Describe the flow of your average day and when or if you still treat patients, perform management tasks, answer emails, and market: My career path has led me out of clinical practice and into various management roles within our organization. As president, my primary role is to develop and implement the organization’s strategies. I am involved in business development, market forecasting, and business relations. I am involved in state and federal government affairs, with focus on health care regulation and legislation.

Describe your essential business philosophy: Promote our vision and core values throughout the organization. I place great value on my partners, our employees, and our patients. Everything we do should assist all stakeholders to achieve their greatest potential.

What have been your best, worst, and toughest decisions? Hiring the right people for the team is the most important decision we make. Finding exceptional people who share our values and are passionate about our profession is paramount in achieving success.

How did you get your start in private practice? In 1984, I opened an outpatient practice in Park City, Utah. I practiced out of an old house with the waiting room in the front room and hydrotherapy in the kitchen. It was a lot of fun.
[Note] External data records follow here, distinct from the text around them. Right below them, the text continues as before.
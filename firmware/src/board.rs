//! RP2040 pin adapters for the `pad-core` hardware traits.
//!
//! # Pin map
//!
//! | Function | GPIO | Notes |
//! |----------|------|-------|
//! | Buttons (17) | 0-16 | Active low, internal pull-ups, wiring order of [`BUTTON_MAP`](pad_core::config::BUTTON_MAP) |
//! | Connection LED | 17 | PWM0 B |
//! | Left motor | 18 | PWM1 A |
//! | Vibration LED | 19 | PWM1 B |
//! | Right motor | 20 | PWM2 A |
//! | Battery LED | 21 | PWM2 B |
//! | Charging LED | 22 | PWM3 A |
//! | Analog mux select | 23 | Low: right stick Y, high: battery divider |
//! | VBUS sense | 24 | High while USB power is present |
//! | Left stick X / Y | 26 / 27 | ADC0 / ADC1 |
//! | Right stick X | 28 | ADC2 |
//! | Right stick Y / battery | 29 | ADC3, shared through the mux |

use core::cell::RefCell;

use embassy_rp::adc::{Adc, Blocking, Channel};
use embassy_rp::gpio::{Input, Level, Output};
use embassy_time::{block_for, Duration, Instant};
use embedded_hal::pwm::SetDutyCycle;
use pad_core::config::LED_BRIGHTNESS;
use pad_core::pad_proto::RAW_CENTER;
use pad_core::{
    AnalogInput, Board, ChargeSense, ChargeStatus, Clock, DigitalInput, DigitalOutput, PwmOutput,
};

/// Settling time after switching the analog mux.
const MUX_SETTLE: Duration = Duration::from_micros(20);

/// The reference board.
pub struct RpBoard;

impl Board for RpBoard {
    type Button = ButtonPin;
    type Axis = AdcInput;
    type Battery = AdcInput;
    type Charge = VbusSense;
    type Led = PwmLed;
    type Motor = PwmMotor;
}

/// Millisecond clock over the embassy time driver.
#[derive(Clone, Copy, Default)]
pub struct EmbassyClock;

impl Clock for EmbassyClock {
    fn now_ms(&self) -> u32 {
        // Truncation gives the wrapping u32 counter the core expects
        Instant::now().as_millis() as u32
    }
}

/// A button contact pulled up internally and shorted to ground when held.
///
/// Holds a shared reference so the low-power adapter can watch the wake
/// button too.
#[derive(Clone, Copy)]
pub struct ButtonPin(pub &'static Input<'static>);

impl DigitalInput for ButtonPin {
    fn is_active(&mut self) -> bool {
        self.0.is_low()
    }
}

/// Which signal an [`AdcInput`] samples.
#[derive(Debug, Clone, Copy, PartialEq, Eq, defmt::Format)]
pub enum AnalogSource {
    LeftX,
    LeftY,
    RightX,
    RightY,
    Battery,
}

impl AnalogSource {
    const fn index(self) -> usize {
        self as usize
    }
}

/// The ADC, its four channels and the mux in front of ADC3.
pub struct AnalogFrontEnd {
    adc: Adc<'static, Blocking>,
    left_x: Channel<'static>,
    left_y: Channel<'static>,
    right_x: Channel<'static>,
    shared: Channel<'static>,
    mux: Output<'static>,
    /// Last good reading per source, returned when a conversion fails.
    last: [u16; 5],
}

impl AnalogFrontEnd {
    #[must_use]
    pub fn new(
        adc: Adc<'static, Blocking>,
        left_x: Channel<'static>,
        left_y: Channel<'static>,
        right_x: Channel<'static>,
        shared: Channel<'static>,
        mux: Output<'static>,
    ) -> Self {
        Self {
            adc,
            left_x,
            left_y,
            right_x,
            shared,
            mux,
            last: [RAW_CENTER, RAW_CENTER, RAW_CENTER, RAW_CENTER, 0],
        }
    }

    fn read(&mut self, source: AnalogSource) -> u16 {
        let channel = match source {
            AnalogSource::LeftX => &mut self.left_x,
            AnalogSource::LeftY => &mut self.left_y,
            AnalogSource::RightX => &mut self.right_x,
            AnalogSource::RightY | AnalogSource::Battery => {
                let level = if source == AnalogSource::Battery {
                    Level::High
                } else {
                    Level::Low
                };
                if self.mux.get_output_level() != level {
                    self.mux.set_level(level);
                    block_for(MUX_SETTLE);
                }
                &mut self.shared
            }
        };

        match self.adc.blocking_read(channel) {
            Ok(value) => {
                self.last[source.index()] = value;
                value
            }
            Err(_) => {
                defmt::warn!("ADC read failed on {}", source);
                self.last[source.index()]
            }
        }
    }
}

/// One analog signal on the shared front end.
pub struct AdcInput {
    front_end: &'static RefCell<AnalogFrontEnd>,
    source: AnalogSource,
}

impl AdcInput {
    #[must_use]
    pub const fn new(front_end: &'static RefCell<AnalogFrontEnd>, source: AnalogSource) -> Self {
        Self { front_end, source }
    }
}

impl AnalogInput for AdcInput {
    fn read(&mut self) -> u16 {
        self.front_end.borrow_mut().read(self.source)
    }
}

/// USB power present means the charger is running.
pub struct VbusSense(pub Input<'static>);

impl ChargeSense for VbusSense {
    fn status(&mut self) -> ChargeStatus {
        if self.0.is_high() {
            ChargeStatus::Charging
        } else {
            ChargeStatus::NotCharging
        }
    }
}

/// An indicator LED on a PWM channel, lit at [`LED_BRIGHTNESS`].
pub struct PwmLed(pub embassy_rp::pwm::PwmOutput<'static>);

impl DigitalOutput for PwmLed {
    fn set_active(&mut self, active: bool) {
        let brightness = if active { LED_BRIGHTNESS } else { 0 };
        if self
            .0
            .set_duty_cycle_fraction(u16::from(brightness), 255)
            .is_err()
        {
            defmt::warn!("LED PWM write failed");
        }
    }
}

/// A vibration motor driver on a PWM channel.
pub struct PwmMotor(pub embassy_rp::pwm::PwmOutput<'static>);

impl PwmOutput for PwmMotor {
    fn set_duty(&mut self, duty: u8) {
        if self
            .0
            .set_duty_cycle_fraction(u16::from(duty), 255)
            .is_err()
        {
            defmt::warn!("Motor PWM write failed");
        }
    }
}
How do you stay ahead of the competition? I strongly believe in an abundance mentality. Over the years, I have gone to great lengths to work with and collaborate with our competition. From forming therapy networks to establishing study groups, I have never regretted building rapport. I was taught many years ago by my first physical therapist employer that having an exceptional therapist open up an office down the street is actually a positive, not a negative. High quality, ethical competition is good for everyone.


What are the benefits of PPS membership to your practice? I have been going to PPS conferences for as long as I have been practicing. I owe much of my understanding of the business side of physical therapy to my peers in the PPS. I always come away from PPS fall conference with many new pearls of wisdom. I also have gained countless friends and resources within the membership of PPS.

What is your life motto? Make work fun, and it is no longer work. One of our core values is “have fun.” I believe I am the champion of this core value.

What worries you about the future of private practice/what you are optimistic about? I am concerned that payors may lose perspective of the value and worth of physical therapy. Unscrupulous business practices and referral for profit scenarios tarnish our reputation. I am optimistic for the growing need for physical therapy care for an aging population. We are the cost-effective alternative to promote independence and function within this population.

What new opportunities do you plan to pursue in the next year? We are building expertise in several niche areas. We believe that diversifying from third-party paid services is an important element of our future success. We also are on a quest for standardizing our outcome and electronic medical record data collection to better prepare for case rate reimbursement and affordable care organization collaboration opportunities.